PCR 全過(guò)程包括三個(gè)基本步驟,即雙鏈 DNA 模板加熱變性成單鏈(變性);在低溫下引物與單鏈DNA互補(bǔ)配對(duì)(退火);在適宜溫度下 Taq DNA 聚合酶以單鏈 DNA 為模板,利用4種脫氧核苷三磷酸(dNTP)催化引物引導(dǎo)的 DNA 合成(延伸)。
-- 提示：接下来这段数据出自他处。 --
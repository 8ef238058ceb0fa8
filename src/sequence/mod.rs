//! Sample sequence generation in the unit hypercube.
//!
//! Three backends, selected by configuration:
//! - [`Backend::Iid`]: independent uniform draws from a PCG64 stream
//! - [`Backend::Lattice`]: embedded rank-1 lattice, optionally randomly shifted
//! - [`Backend::Sobol`]: base-2 digital sequence, optionally matrix scrambled
//!   and digitally shifted
//!
//! # Prefix Invariant
//!
//! For fixed (dimension, seed, scramble, backend) every point is a pure
//! function of its index. `generate(0, n)` is therefore an exact prefix of
//! `generate(0, 2n)`, and the controller only ever asks for the new half.

mod digital;
mod iid;
mod lattice;

pub use digital::{DigitalNet, MAX_SOBOL_DIMENSION, SOBOL_CAPACITY};
pub use iid::IidUniform;
pub use lattice::{Rank1Lattice, LATTICE_CAPACITY, MAX_LATTICE_DIMENSION};

use serde::{Deserialize, Serialize};

use crate::engine::rng::CubRng;
use crate::error::{CubError, CubResult};

/// Generator family.
#[derive(Debug, Clone, Copy, Default, PartialEq, Eq, Hash, Serialize, Deserialize)]
#[serde(rename_all = "snake_case")]
pub enum Backend {
    /// Independent, identically distributed uniform points.
    Iid,
    /// Rank-1 lattice in radical-inverse order.
    #[default]
    Lattice,
    /// Sobol digital sequence in natural order.
    Sobol,
}

impl Backend {
    /// Largest dimension the backend's parameter table supports.
    #[must_use]
    pub const fn max_dimension(self) -> usize {
        match self {
            Self::Iid => usize::MAX,
            Self::Lattice => MAX_LATTICE_DIMENSION,
            Self::Sobol => MAX_SOBOL_DIMENSION,
        }
    }

    /// Largest number of points the backend can produce.
    #[must_use]
    pub const fn capacity(self) -> u64 {
        match self {
            Self::Iid => u64::MAX,
            Self::Lattice => LATTICE_CAPACITY,
            Self::Sobol => SOBOL_CAPACITY,
        }
    }

    /// Whether the backend is a low-discrepancy (quasi-random) construction.
    #[must_use]
    pub const fn is_low_discrepancy(self) -> bool {
        !matches!(self, Self::Iid)
    }
}

impl std::fmt::Display for Backend {
    fn fmt(&self, f: &mut std::fmt::Formatter<'_>) -> std::fmt::Result {
        let name = match self {
            Self::Iid => "iid",
            Self::Lattice => "lattice",
            Self::Sobol => "sobol",
        };
        f.write_str(name)
    }
}

/// An ordered batch of points for the index range `[start, start + len)`.
///
/// Points are stored row-major: row `i` is `points[i*d..(i+1)*d]`.
#[derive(Debug, Clone, PartialEq)]
pub struct SampleBatch {
    start: u64,
    dimension: usize,
    points: Vec<f64>,
    fingerprint: u64,
}

impl SampleBatch {
    /// Create a batch from row-major points.
    ///
    /// # Errors
    ///
    /// Returns `InvalidParameter` if `dimension` is zero or `points` is not a
    /// whole number of rows.
    pub fn new(start: u64, dimension: usize, points: Vec<f64>, fingerprint: u64) -> CubResult<Self> {
        if dimension == 0 {
            return Err(CubError::invalid("batch dimension must be positive"));
        }
        if points.len() % dimension != 0 {
            return Err(CubError::invalid(format!(
                "{} coordinates do not form rows of dimension {dimension}",
                points.len()
            )));
        }
        Ok(Self {
            start,
            dimension,
            points,
            fingerprint,
        })
    }

    /// Same index range and randomization tag, new coordinates.
    ///
    /// Used by measure transforms that change the dimension or values of
    /// each row without reordering rows.
    ///
    /// # Errors
    ///
    /// Returns `InvalidParameter` if the new points do not form exactly
    /// `self.len()` rows of `dimension`.
    pub fn with_points(&self, dimension: usize, points: Vec<f64>) -> CubResult<Self> {
        let batch = Self::new(self.start, dimension, points, self.fingerprint)?;
        if batch.len() != self.len() {
            return Err(CubError::invalid(format!(
                "transformed batch has {} rows, expected {}",
                batch.len(),
                self.len()
            )));
        }
        Ok(batch)
    }

    /// Number of rows.
    #[must_use]
    pub fn len(&self) -> usize {
        self.points.len() / self.dimension
    }

    /// Whether the batch holds no rows.
    #[must_use]
    pub fn is_empty(&self) -> bool {
        self.points.is_empty()
    }

    /// First global index covered by the batch.
    #[must_use]
    pub const fn start(&self) -> u64 {
        self.start
    }

    /// One past the last global index covered by the batch.
    #[must_use]
    pub fn end(&self) -> u64 {
        self.start + self.len() as u64
    }

    /// Dimension of each row.
    #[must_use]
    pub const fn dimension(&self) -> usize {
        self.dimension
    }

    /// Tag of the randomization that produced the batch.
    #[must_use]
    pub const fn fingerprint(&self) -> u64 {
        self.fingerprint
    }

    /// Row `i` of the batch.
    #[must_use]
    pub fn row(&self, i: usize) -> &[f64] {
        &self.points[i * self.dimension..(i + 1) * self.dimension]
    }

    /// Iterate over rows in index order.
    pub fn rows(&self) -> std::slice::ChunksExact<'_, f64> {
        self.points.chunks_exact(self.dimension)
    }

    /// Raw row-major coordinates.
    #[must_use]
    pub fn as_slice(&self) -> &[f64] {
        &self.points
    }
}

/// Randomization drawn once at generator construction.
///
/// Immutable for the generator's lifetime; the same (seed, stream,
/// backend, dimension, scramble) always yields the same state.
#[derive(Debug, Clone, PartialEq, Eq)]
pub struct RandomizationState {
    seed: u64,
    stream: u64,
    /// Lattice shift as 32-bit fractions, one per dimension.
    shift: Vec<u32>,
    /// Sobol digital shift, one per dimension.
    digital_shift: Vec<u32>,
    /// Sobol lower-triangular scramble rows, 32 per dimension.
    scramble_rows: Vec<[u32; 32]>,
}

impl RandomizationState {
    /// Draw the randomization for a generator from `rng`.
    #[must_use]
    pub fn draw(backend: Backend, dimension: usize, scramble: bool, rng: &CubRng) -> Self {
        let mut source = rng.clone();
        let mut state = Self {
            seed: rng.master_seed(),
            stream: rng.stream(),
            shift: Vec::new(),
            digital_shift: Vec::new(),
            scramble_rows: Vec::new(),
        };
        if !scramble {
            return state;
        }
        match backend {
            Backend::Iid => {}
            Backend::Lattice => {
                state.shift = (0..dimension).map(|_| source.gen_u32()).collect();
            }
            Backend::Sobol => {
                state.scramble_rows = (0..dimension)
                    .map(|_| digital::draw_scramble_rows(&mut source))
                    .collect();
                state.digital_shift = (0..dimension).map(|_| source.gen_u32()).collect();
            }
        }
        state
    }

    /// Master seed the state was drawn from.
    #[must_use]
    pub const fn seed(&self) -> u64 {
        self.seed
    }

    /// Stream index the state was drawn from.
    #[must_use]
    pub const fn stream(&self) -> u64 {
        self.stream
    }

    /// Whether any shift or scramble is applied.
    #[must_use]
    pub fn is_randomized(&self) -> bool {
        !self.shift.is_empty() || !self.digital_shift.is_empty()
    }

    /// Tag identifying this randomization.
    #[must_use]
    pub const fn fingerprint(&self) -> u64 {
        CubRng::for_stream_fingerprint(self.seed, self.stream)
    }

    pub(crate) fn lattice_shift(&self) -> &[u32] {
        &self.shift
    }

    pub(crate) fn digital_shift(&self) -> &[u32] {
        &self.digital_shift
    }

    pub(crate) fn scramble_rows(&self) -> &[[u32; 32]] {
        &self.scramble_rows
    }
}

#[derive(Debug, Clone)]
enum Points {
    Iid(IidUniform),
    Lattice(Rank1Lattice),
    Sobol(DigitalNet),
}

/// Deterministic, incrementally extensible point generator.
///
/// # Example
///
/// ```rust
/// use qmc_cubature::engine::rng::CubRng;
/// use qmc_cubature::sequence::{Backend, SequenceGenerator};
///
/// let mut gen = SequenceGenerator::new(Backend::Sobol, 3, true, &CubRng::new(7)).unwrap();
/// let first = gen.generate(0, 8).unwrap();
/// let next = gen.generate(8, 16).unwrap();
/// assert_eq!(first.len() + next.len(), 16);
/// ```
#[derive(Debug, Clone)]
pub struct SequenceGenerator {
    backend: Backend,
    dimension: usize,
    randomization: RandomizationState,
    points: Points,
    next_index: u64,
}

impl SequenceGenerator {
    /// Create a generator, drawing its randomization from `rng`.
    ///
    /// # Errors
    ///
    /// Returns `InvalidParameter` if `dimension` is zero or exceeds the
    /// backend's parameter table.
    pub fn new(backend: Backend, dimension: usize, scramble: bool, rng: &CubRng) -> CubResult<Self> {
        if dimension == 0 {
            return Err(CubError::invalid("dimension must be positive"));
        }
        if dimension > backend.max_dimension() {
            return Err(CubError::invalid(format!(
                "{backend} backend supports at most {} dimensions, got {dimension}",
                backend.max_dimension()
            )));
        }

        let randomization = RandomizationState::draw(backend, dimension, scramble, rng);
        let points = match backend {
            Backend::Iid => Points::Iid(IidUniform::new(dimension, rng.clone())),
            Backend::Lattice => Points::Lattice(Rank1Lattice::new(dimension)),
            Backend::Sobol => Points::Sobol(DigitalNet::new(dimension, &randomization)),
        };

        Ok(Self {
            backend,
            dimension,
            randomization,
            points,
            next_index: 0,
        })
    }

    /// Generator family.
    #[must_use]
    pub const fn backend(&self) -> Backend {
        self.backend
    }

    /// Dimension of each point.
    #[must_use]
    pub const fn dimension(&self) -> usize {
        self.dimension
    }

    /// The randomization drawn at construction.
    #[must_use]
    pub const fn randomization(&self) -> &RandomizationState {
        &self.randomization
    }

    /// Index the next contiguous request must start at.
    #[must_use]
    pub const fn next_index(&self) -> u64 {
        self.next_index
    }

    /// Generate the points for the index range `[n_min, n_max)`.
    ///
    /// A request starting at 0 is always allowed (and restarts the
    /// contiguity context); any other request must continue exactly where
    /// the previous one ended.
    ///
    /// # Errors
    ///
    /// - `InvalidParameter` for an empty range or one past the backend's
    ///   capacity
    /// - `SequenceStateMismatch` for a non-contiguous continuation
    pub fn generate(&mut self, n_min: u64, n_max: u64) -> CubResult<SampleBatch> {
        if n_max <= n_min {
            return Err(CubError::invalid(format!(
                "empty index range [{n_min}, {n_max})"
            )));
        }
        if n_max > self.backend.capacity() {
            return Err(CubError::invalid(format!(
                "{} backend supports at most {} points, requested {n_max}",
                self.backend,
                self.backend.capacity()
            )));
        }
        if n_min != 0 && n_min != self.next_index {
            return Err(CubError::SequenceStateMismatch {
                expected: self.next_index,
                found: n_min,
            });
        }

        let count = usize::try_from(n_max - n_min)
            .map_err(|_| CubError::invalid(format!("batch of {} points does not fit in memory", n_max - n_min)))?;
        let points = match &self.points {
            Points::Iid(iid) => iid.fill(n_min, count),
            Points::Lattice(lattice) => lattice.fill(n_min, count, self.randomization.lattice_shift()),
            Points::Sobol(net) => net.fill(n_min, count, self.randomization.digital_shift()),
        };

        self.next_index = n_max;
        SampleBatch::new(n_min, self.dimension, points, self.randomization.fingerprint())
    }
}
這三個(gè)基本步驟構(gòu)成的循環(huán)重復(fù)進(jìn)行,可使特異性 DNA 擴(kuò)增達(dá)到數(shù)百萬(wàn)倍。

　　1、變性

　　90～94℃的高溫處理可使模板 DNA 雙鏈間氫鍵斷裂,解離成單鏈但不改變其化學(xué)性質(zhì),變性的時(shí)間一般為30s,如果模板的 G+C 含量較高,變性時(shí)間可能延長(zhǎng)。

　　2、退火

　　退火的溫度一般降低至25～65℃。在退火過(guò)程中,引物分別與待擴(kuò)增的 DNA 片段的兩條鏈的3'端互補(bǔ)配對(duì)。退火的溫度取決于引物的 Tm 值,并通過(guò)預(yù)備試驗(yàn)來(lái)最后確定。一般引物越短,其 Tm 也越低,對(duì)于10bp 左右的隨機(jī)引物,退火溫度在37℃左右,反之則高。退火溫度越高,引物與模板結(jié)合的特異性增強(qiáng),非特異性的擴(kuò)增概率降低,但擴(kuò)增效率也隨之降低。相反,隨著溫度的降低,引物與模板非特異性結(jié)合的概率提高。引物的長(zhǎng)度越長(zhǎng),其退火溫度則越高,否則會(huì)發(fā)生非特異性結(jié)合,降低 PCR 產(chǎn)物對(duì)模板的忠實(shí)程度。退火時(shí)間一般為30s。

　　3、延伸

　　Taq DNA 聚合酶的最適溫度為70～74℃,在此溫度下 Taq DNA 聚合酶以單鏈 DNA 鏈為模板,將單核苷酸逐個(gè)加入到引物的3'端,使引物不斷延長(zhǎng),從而合成新的 DNA 鏈。新合成的引物延伸鏈在下一輪循環(huán)時(shí)就可以作為模板。反應(yīng)步驟的溫度和時(shí)間可以根據(jù)實(shí)驗(yàn)要求自行設(shè)定,一般要經(jīng)過(guò)20～30個(gè)循環(huán),擴(kuò)增產(chǎn)物需要經(jīng)瓊脂糖凝膠電泳進(jìn)行鑒定。